Problem to work on |
Please reproduce the entries below exactly, starting at the first line and ending with the line that holds "train as Manchester.".

BEGIN Data for this task

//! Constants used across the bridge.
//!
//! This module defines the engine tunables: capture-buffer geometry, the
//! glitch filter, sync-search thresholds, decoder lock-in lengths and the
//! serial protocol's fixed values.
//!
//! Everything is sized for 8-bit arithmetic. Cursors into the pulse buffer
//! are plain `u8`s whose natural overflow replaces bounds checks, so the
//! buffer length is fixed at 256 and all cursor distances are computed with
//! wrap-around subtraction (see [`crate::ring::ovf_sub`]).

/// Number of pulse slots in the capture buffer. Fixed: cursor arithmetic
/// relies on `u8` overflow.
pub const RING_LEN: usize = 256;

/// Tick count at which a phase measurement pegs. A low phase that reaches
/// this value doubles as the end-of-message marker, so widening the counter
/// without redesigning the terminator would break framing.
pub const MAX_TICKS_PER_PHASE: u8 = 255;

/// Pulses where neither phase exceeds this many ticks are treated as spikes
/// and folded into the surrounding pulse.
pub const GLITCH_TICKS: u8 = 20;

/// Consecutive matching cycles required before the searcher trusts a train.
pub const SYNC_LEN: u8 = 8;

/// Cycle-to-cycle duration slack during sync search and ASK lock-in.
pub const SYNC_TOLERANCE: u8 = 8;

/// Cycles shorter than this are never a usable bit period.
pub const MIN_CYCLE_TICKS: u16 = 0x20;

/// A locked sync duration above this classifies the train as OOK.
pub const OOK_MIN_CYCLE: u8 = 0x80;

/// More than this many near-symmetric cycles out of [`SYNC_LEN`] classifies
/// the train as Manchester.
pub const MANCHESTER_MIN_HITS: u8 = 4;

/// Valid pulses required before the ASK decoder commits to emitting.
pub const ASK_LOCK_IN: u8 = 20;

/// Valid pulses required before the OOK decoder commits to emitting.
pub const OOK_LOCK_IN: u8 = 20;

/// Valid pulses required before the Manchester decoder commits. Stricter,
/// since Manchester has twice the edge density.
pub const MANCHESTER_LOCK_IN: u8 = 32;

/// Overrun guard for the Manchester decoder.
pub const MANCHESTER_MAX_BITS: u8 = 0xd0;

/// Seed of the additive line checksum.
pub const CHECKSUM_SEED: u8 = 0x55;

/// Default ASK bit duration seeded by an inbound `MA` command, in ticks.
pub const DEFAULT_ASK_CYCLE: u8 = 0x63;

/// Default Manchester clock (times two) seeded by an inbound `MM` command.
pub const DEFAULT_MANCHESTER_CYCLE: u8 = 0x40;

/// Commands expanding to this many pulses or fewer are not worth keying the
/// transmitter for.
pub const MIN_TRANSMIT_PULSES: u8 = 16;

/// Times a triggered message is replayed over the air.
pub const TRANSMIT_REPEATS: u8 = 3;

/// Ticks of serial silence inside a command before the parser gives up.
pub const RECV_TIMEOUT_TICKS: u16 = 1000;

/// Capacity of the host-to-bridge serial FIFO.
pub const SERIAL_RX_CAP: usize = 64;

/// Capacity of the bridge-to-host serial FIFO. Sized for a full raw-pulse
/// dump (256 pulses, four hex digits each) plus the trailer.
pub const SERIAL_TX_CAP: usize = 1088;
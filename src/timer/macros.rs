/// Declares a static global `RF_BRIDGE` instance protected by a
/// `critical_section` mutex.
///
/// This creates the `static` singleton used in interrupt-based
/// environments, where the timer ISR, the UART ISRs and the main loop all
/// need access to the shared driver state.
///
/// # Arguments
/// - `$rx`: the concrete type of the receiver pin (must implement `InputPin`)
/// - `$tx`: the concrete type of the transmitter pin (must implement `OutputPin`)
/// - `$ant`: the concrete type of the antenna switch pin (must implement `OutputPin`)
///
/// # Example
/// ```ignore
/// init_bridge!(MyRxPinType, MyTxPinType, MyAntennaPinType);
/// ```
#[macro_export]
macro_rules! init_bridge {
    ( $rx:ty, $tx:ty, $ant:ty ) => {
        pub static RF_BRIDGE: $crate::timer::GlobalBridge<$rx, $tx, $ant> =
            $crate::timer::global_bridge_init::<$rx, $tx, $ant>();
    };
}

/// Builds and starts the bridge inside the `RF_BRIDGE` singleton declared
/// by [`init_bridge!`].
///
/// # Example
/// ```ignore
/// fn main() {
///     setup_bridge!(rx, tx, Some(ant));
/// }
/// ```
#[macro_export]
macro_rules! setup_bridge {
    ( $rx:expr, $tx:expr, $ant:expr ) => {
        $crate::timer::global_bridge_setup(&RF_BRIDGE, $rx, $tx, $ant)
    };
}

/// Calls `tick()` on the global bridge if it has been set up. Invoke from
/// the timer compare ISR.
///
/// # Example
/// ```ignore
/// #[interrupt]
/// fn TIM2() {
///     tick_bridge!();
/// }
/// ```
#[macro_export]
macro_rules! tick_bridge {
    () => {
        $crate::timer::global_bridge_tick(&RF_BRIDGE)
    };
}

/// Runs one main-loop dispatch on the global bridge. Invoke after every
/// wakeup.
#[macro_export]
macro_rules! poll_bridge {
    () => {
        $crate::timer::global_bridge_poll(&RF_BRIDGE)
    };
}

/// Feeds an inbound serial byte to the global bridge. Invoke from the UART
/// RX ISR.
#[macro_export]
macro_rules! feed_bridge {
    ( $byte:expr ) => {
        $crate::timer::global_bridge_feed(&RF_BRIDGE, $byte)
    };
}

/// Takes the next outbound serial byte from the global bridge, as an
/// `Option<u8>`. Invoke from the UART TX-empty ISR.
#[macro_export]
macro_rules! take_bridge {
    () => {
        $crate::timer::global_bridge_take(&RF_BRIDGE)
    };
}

END Data for this task

Reply to the exercise |
//! Constants used across the bridge.
//!
//! This module defines the engine tunables: capture-buffer geometry, the
//! glitch filter, sync-search thresholds, decoder lock-in lengths and the
//! serial protocol's fixed values.
//!
//! Everything is sized for 8-bit arithmetic. Cursors into the pulse buffer
//! are plain `u8`s whose natural overflow replaces bounds checks, so the
//! buffer length is fixed at 256 and all cursor distances are computed with
//! wrap-around subtraction (see [`crate::ring::ovf_sub`]).

/// Number of pulse slots in the capture buffer. Fixed: cursor arithmetic
/// relies on `u8` overflow.
pub const RING_LEN: usize = 256;

/// Tick count at which a phase measurement pegs. A low phase that reaches
/// this value doubles as the end-of-message marker, so widening the counter
/// without redesigning the terminator would break framing.
pub const MAX_TICKS_PER_PHASE: u8 = 255;

/// Pulses where neither phase exceeds this many ticks are treated as spikes
/// and folded into the surrounding pulse.
pub const GLITCH_TICKS: u8 = 20;

/// Consecutive matching cycles required before the searcher trusts a train.
pub const SYNC_LEN: u8 = 8;

/// Cycle-to-cycle duration slack during sync search and ASK lock-in.
pub const SYNC_TOLERANCE: u8 = 8;

/// Cycles shorter than this are never a usable bit period.
pub const MIN_CYCLE_TICKS: u16 = 0x20;

/// A locked sync duration above this classifies the train as OOK.
pub const OOK_MIN_CYCLE: u8 = 0x80;

/// More than this many near-symmetric cycles out of [`SYNC_LEN`] classifies
/// the train as Manchester.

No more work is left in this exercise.